The thyroid nodule has been diagnosed as malignant or has a high risk for being cancer up to 75%.  These diagnoses require an expert surgical oncology evaluation by Dr. Santillan and will determine removal of the thyroid gland (partial or complete thyroidectomy) based on size, number of nodules, and risk of lymph node involvement by the cancer. A detailed map of the lymph nodes of the neck will be done at Dr. Santillan’s office to check if cancer has spread to the lymph nodes with potential biopsy of these lymph nodes if found suspicious.

Indeterminate (Atypia, follicular lesion)

In some patients the cytopathologist cannot classify cells as benign or malignant and will give several diagnoses that range from atypia of unknown significance to follicular lesions.  An indeterminate FNA represent a group of patients up to 20% and the majority of these patients do not have a cancer. However, definitive diagnosis can only be made by doing surgery.

Diagnoses in this category will contain cancer rarely (10-30%), so repeat evaluation with FNA over the next months or surgical biopsy to remove half of the thyroid containing the nodule is usually recommended. In these cases, Dr. Santillan will do partial thyroidectomy or close surveillance with repeated ultrasounds/FNA during follow-up months depending on size of the lesion, ultrasound characteristics, molecular testing results and if symptoms are present.  If the surgery confirms a benign nodule, no additional surgery is necessary and most patients do not need thyroid replacement. However, if thyroid cancer is found on the partial thyroidectomy, then completion thyroidectomy is usually recommended to remove all the gland.

There have been new tests to help physicians to make recommendations on patients with indeterminate FNA. These tests instead of looking at the cells of the thyroid nodule will examine the genes (DNA) of the cells and can give a more accurate prediction of malignancy vs benign nature. These are molecular tests done on the samples obtained during the FNA biopsy. Molecular testing can help determine if an indeterminate nodule that is fairly asymptomatic can be observed or removed based on a more accurate risk of malignancy.

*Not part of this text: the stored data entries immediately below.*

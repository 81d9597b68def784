//! Shared fixtures for unit tests.

use std::io;
use std::path::PathBuf;
use std::sync::atomic::{AtomicBool, Ordering};
use std::sync::{Arc, Mutex};

use async_trait::async_trait;
use tempfile::TempDir;
use tokio::sync::Notify;
use uuid::Uuid;

use vmkeeper_protocol::{DeviceType, LaunchEnvironment, LockType, MachineState, SessionState};

use crate::config::Config;
use crate::error::{MachineError, Result};
use crate::events::{EventSink, MachineEvent};
use crate::machine::aggregates::MediumAttachment;
use crate::machine::{Machine, Services};
use crate::session::client::{ChildProcess, ClientHandle, DynClientHandle, ProcessExit, ProcessLauncher};
use crate::storage::image::ImageStore;
use crate::storage::medium::{MediaRegistry, MediumType};

pub struct TestEnv {
    pub dir: TempDir,
    pub services: Arc<Services>,
    pub sink: Arc<RecordingSink>,
    pub launcher: Arc<FakeLauncher>,
}

impl TestEnv {
    pub fn new() -> Self {
        Self::with_config(|_| {})
    }

    pub fn with_config(tweak: impl FnOnce(&mut Config)) -> Self {
        let dir = tempfile::tempdir().unwrap();
        let mut config = Config::default();
        config.server.registry_file = dir.path().join("registry.json");
        config.server.machines_dir = dir.path().join("machines");
        config.storage.images_dir = dir.path().join("images");
        tweak(&mut config);

        let sink = Arc::new(RecordingSink::default());
        let launcher = Arc::new(FakeLauncher::new(4242));
        let media = Arc::new(MediaRegistry::new(ImageStore::new(
            config.storage.default_diff_format.clone(),
        )));
        let services = Arc::new(Services::new(
            Arc::new(config),
            sink.clone(),
            media,
            launcher.clone(),
        ));
        Self {
            dir,
            services,
            sink,
            launcher,
        }
    }

    pub fn path(&self, name: &str) -> PathBuf {
        self.dir.path().join(name)
    }

    /// Create a 64 MB base hard disk in the test directory.
    pub async fn disk(&self, name: &str, medium_type: MediumType) -> Uuid {
        self.services
            .media
            .create_base_image(self.path(name), 64, medium_type)
            .await
            .unwrap()
    }

    pub async fn iso(&self, name: &str) -> Uuid {
        self.services
            .media
            .register_base(self.path(name), DeviceType::Dvd, MediumType::Readonly, "iso", 0)
            .await
            .unwrap()
    }
}

/// Unregistered machine whose settings file lives in `<dir>/<name>/<name>.json`.
pub fn machine_in(env: &TestEnv, name: &str) -> Arc<Machine> {
    let file = env.dir.path().join(name).join(format!("{}.json", name));
    Machine::create(env.services.clone(), Uuid::new_v4(), name, "Linux_64", file)
}

// ---- events ----

#[derive(Default)]
pub struct RecordingSink {
    events: Mutex<Vec<MachineEvent>>,
}

impl RecordingSink {
    pub fn events(&self) -> Vec<MachineEvent> {
        self.events.lock().unwrap().clone()
    }

    pub fn states(&self, id: Uuid) -> Vec<MachineState> {
        self.events()
            .into_iter()
            .filter_map(|e| match e {
                MachineEvent::MachineStateChanged { machine_id, state } if machine_id == id => Some(state),
                _ => None,
            })
            .collect()
    }

    pub fn session_states(&self, id: Uuid) -> Vec<SessionState> {
        self.events()
            .into_iter()
            .filter_map(|e| match e {
                MachineEvent::SessionStateChanged { machine_id, state } if machine_id == id => Some(state),
                _ => None,
            })
            .collect()
    }

    pub fn medium_changes(&self, id: Uuid) -> usize {
        self.events()
            .iter()
            .filter(|e| matches!(e, MachineEvent::MediumChanged { machine_id, .. } if *machine_id == id))
            .count()
    }

    pub fn controller_changes(&self, id: Uuid) -> Vec<String> {
        self.events()
            .into_iter()
            .filter_map(|e| match e {
                MachineEvent::StorageControllerChanged { machine_id, controller } if machine_id == id => {
                    Some(controller)
                }
                _ => None,
            })
            .collect()
    }
}

impl EventSink for RecordingSink {
    fn publish(&self, event: MachineEvent) {
        self.events.lock().unwrap().push(event);
    }
}

// ---- clients ----

/// Scriptable session client.
pub struct FakeClient {
    pid: u32,
    alive: AtomicBool,
    refuse_assign: AtomicBool,
    refuse_devices: AtomicBool,
    hold_uninitialize: AtomicBool,
    released: Notify,
    calls: Mutex<Vec<String>>,
}

impl FakeClient {
    pub fn new(pid: u32) -> Arc<Self> {
        Arc::new(Self {
            pid,
            alive: AtomicBool::new(true),
            refuse_assign: AtomicBool::new(false),
            refuse_devices: AtomicBool::new(false),
            hold_uninitialize: AtomicBool::new(false),
            released: Notify::new(),
            calls: Mutex::new(Vec::new()),
        })
    }

    pub fn handle(self: &Arc<Self>) -> DynClientHandle {
        self.clone()
    }

    pub fn die(&self) {
        self.alive.store(false, Ordering::SeqCst);
    }

    pub fn refuse_assignment(&self) {
        self.refuse_assign.store(true, Ordering::SeqCst);
    }

    /// Reject hot-plug notifications.
    pub fn refuse_devices(&self) {
        self.refuse_devices.store(true, Ordering::SeqCst);
    }

    /// Make `uninitialize` wait for [`release_uninitialize`](Self::release_uninitialize).
    pub fn hold_uninitialize(&self) {
        self.hold_uninitialize.store(true, Ordering::SeqCst);
    }

    pub fn release_uninitialize(&self) {
        self.released.notify_one();
    }

    pub fn calls(&self) -> Vec<String> {
        self.calls.lock().unwrap().clone()
    }

    fn record(&self, call: String) {
        self.calls.lock().unwrap().push(call);
    }
}

#[async_trait]
impl ClientHandle for FakeClient {
    fn pid(&self) -> u32 {
        self.pid
    }

    async fn assign_machine(&self, _machine_id: Uuid, lock_type: LockType, _token: Uuid) -> Result<()> {
        self.record(format!("assign:{}", lock_type));
        if self.refuse_assign.load(Ordering::SeqCst) {
            return Err(MachineError::AccessDenied("client refused the session".into()));
        }
        Ok(())
    }

    async fn assign_remote_machine(&self, _machine_id: Uuid, console: &str) -> Result<()> {
        self.record(format!("assign_remote:{}", console));
        Ok(())
    }

    async fn get_remote_console(&self) -> Result<String> {
        Ok(format!("console-{}", self.pid))
    }

    async fn on_storage_device_change(&self, attachment: &MediumAttachment, remove: bool, _silent: bool) -> Result<()> {
        self.record(format!("device:{}:{}", attachment.slot(), remove));
        if self.refuse_devices.load(Ordering::SeqCst) {
            return Err(MachineError::AccessDenied("the VM refused the device".into()));
        }
        Ok(())
    }

    async fn on_medium_change(&self, attachment: &MediumAttachment, _force: bool) -> Result<()> {
        self.record(format!("medium:{}", attachment.slot()));
        Ok(())
    }

    async fn uninitialize(&self) -> Result<()> {
        self.record("uninitialize".into());
        if self.hold_uninitialize.load(Ordering::SeqCst) {
            self.released.notified().await;
        }
        Ok(())
    }

    async fn is_alive(&self) -> bool {
        self.alive.load(Ordering::SeqCst)
    }
}

// ---- processes ----

#[derive(Default)]
struct ChildState {
    exit: Option<ProcessExit>,
    killed: bool,
}

/// Launcher that hands out [`FakeChild`]s sharing one scripted exit status.
pub struct FakeLauncher {
    pid: u32,
    state: Arc<Mutex<ChildState>>,
    launched: Mutex<Vec<(String, Uuid)>>,
}

impl FakeLauncher {
    pub fn new(pid: u32) -> Self {
        Self {
            pid,
            state: Arc::new(Mutex::new(ChildState::default())),
            launched: Mutex::new(Vec::new()),
        }
    }

    pub fn pid(&self) -> u32 {
        self.pid
    }

    pub fn exit_with(&self, exit: ProcessExit) {
        self.state.lock().unwrap().exit = Some(exit);
    }

    pub fn was_killed(&self) -> bool {
        self.state.lock().unwrap().killed
    }

    pub fn launched(&self) -> Vec<(String, Uuid)> {
        self.launched.lock().unwrap().clone()
    }
}

impl ProcessLauncher for FakeLauncher {
    fn spawn(
        &self,
        frontend: &str,
        machine_id: Uuid,
        _env: &LaunchEnvironment,
    ) -> io::Result<Box<dyn ChildProcess>> {
        self.launched
            .lock()
            .unwrap()
            .push((frontend.to_string(), machine_id));
        Ok(Box::new(FakeChild {
            pid: self.pid,
            state: self.state.clone(),
        }))
    }
}

pub struct FakeChild {
    pid: u32,
    state: Arc<Mutex<ChildState>>,
}

impl ChildProcess for FakeChild {
    fn pid(&self) -> u32 {
        self.pid
    }

    fn try_wait(&mut self) -> io::Result<Option<ProcessExit>> {
        Ok(self.state.lock().unwrap().exit)
    }

    fn kill(&mut self) -> io::Result<()> {
        let mut state = self.state.lock().unwrap();
        state.killed = true;
        state.exit = Some(ProcessExit::Signal(9));
        Ok(())
    }
}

Nondiagnostic or inadequate

Rarely after FNA biopsy there are not enough cells for the cytopathologist to give a diagnosis and guide the management of the nodule. Depending on the nodule characteristics by ultrasound and symptoms repeat biopsy or partial thyroidectomy might be necessary. The majority of these nodules are also benign. 


Diagnosis & Treatment of Thyroid Cancer

Thyroid cancer is highly curable and pertains an excellent prognosis. Therefore, any thyroid nodule that is found to contain thyroid cancer, or that is highly suspicious of malignancy, should be removed by an expert thyroid surgeon such as Dr. Santillan.  

As a surgical oncologist and endocrine surgeon who performs more than 100 thyroid surgeries per year in San Antonio, Dr. Santillan is highly experienced with the surgical management of thyroid cancer and will provide you with all the care necessary to the goal of cure.

Prior to surgery Dr. Santillan will do an ultrasound of the neck lymph nodes (lymph node mapping) to assess if lymph node metastases are present in the central compartment and lateral compartments. This information is necessary to plan surgery that is curative and avoid leaving cancer cells behind.

Thyroid nodules that are benign or not cancerous by FNA or that on ultrasound are low risk and no biopsy was performed, it is recommended close surveillance with physical exam and serial ultrasound examination every 6 to 12 months by Dr. Santillan. In some cases, surgical removal of the thyroid nodule could still be recommended even for a nodule that is benign by FNA if it continues to grow, causes symptoms, or has worrisome features on ultrasound over the course of follow up.